ProGuard is important because it can proactively detect and explain new types of safety risks in AI-generated content, without needing to constantly retrain the underlying AI model. It significantly improves the ability to identify unseen risks (a 52.6% improvement) and describe those risks clearly (a 64.8% improvement), performing as well as or better than existing safety systems.
Abstract
The rapid evolution of generative models has led to a continuous emergence of multimodal safety risks, exposing the limitations of existing defense methods. To address these challenges, we propose ProGuard, a vision-language proactive guard that identifies and describes out-of-distribution (OOD) safety risks without the need for model adjustments required by traditional reactive approaches.
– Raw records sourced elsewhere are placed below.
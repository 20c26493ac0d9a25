/// Renderer-facing context (device/queue + surface format).
pub struct RenderCtx<'a> {
    pub device: &'a wgpu::Device,
    pub queue: &'a wgpu::Queue,
    pub surface_format: wgpu::TextureFormat,
}

impl<'a> RenderCtx<'a> {
    #[inline]
    pub fn new(
        device: &'a wgpu::Device,
        queue: &'a wgpu::Queue,
        surface_format: wgpu::TextureFormat,
    ) -> Self {
        Self {
            device,
            queue,
            surface_format,
        }
    }
}

/// Target for drawing (encoder + color view).
pub struct RenderTarget<'a> {
    pub encoder: &'a mut wgpu::CommandEncoder,
    pub color_view: &'a wgpu::TextureView,
}

impl<'a> RenderTarget<'a> {
    #[inline]
    pub fn new(encoder: &'a mut wgpu::CommandEncoder, color_view: &'a wgpu::TextureView) -> Self {
        Self { encoder, color_view }
    }
}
We first construct a modality-balanced dataset of 87K samples, each annotated with both binary safety labels and risk categories under a hierarchical multimodal safety taxonomy, effectively mitigating modality bias and ensuring consistent moderation across text, image, and text-image inputs. Based on this dataset, we train our vision-language base model purely through reinforcement learning (RL) to achieve efficient and concise reasoning. To approximate proactive safety scenarios in a controlled setting, we further introduce an OOD safety category inference task and augment the RL objective with a synonym-bank-based similarity reward that encourages the model to generate concise descriptions for unseen unsafe categories. Experimental results show that ProGuard achieves performance comparable to closed-source large models on binary safety classification, substantially outperforms existing open-source guard models on unsafe content categorization. Most notably, ProGuard delivers a strong proactive moderation ability, improving OOD risk detection by 52.6% and OOD risk description by 64.8%.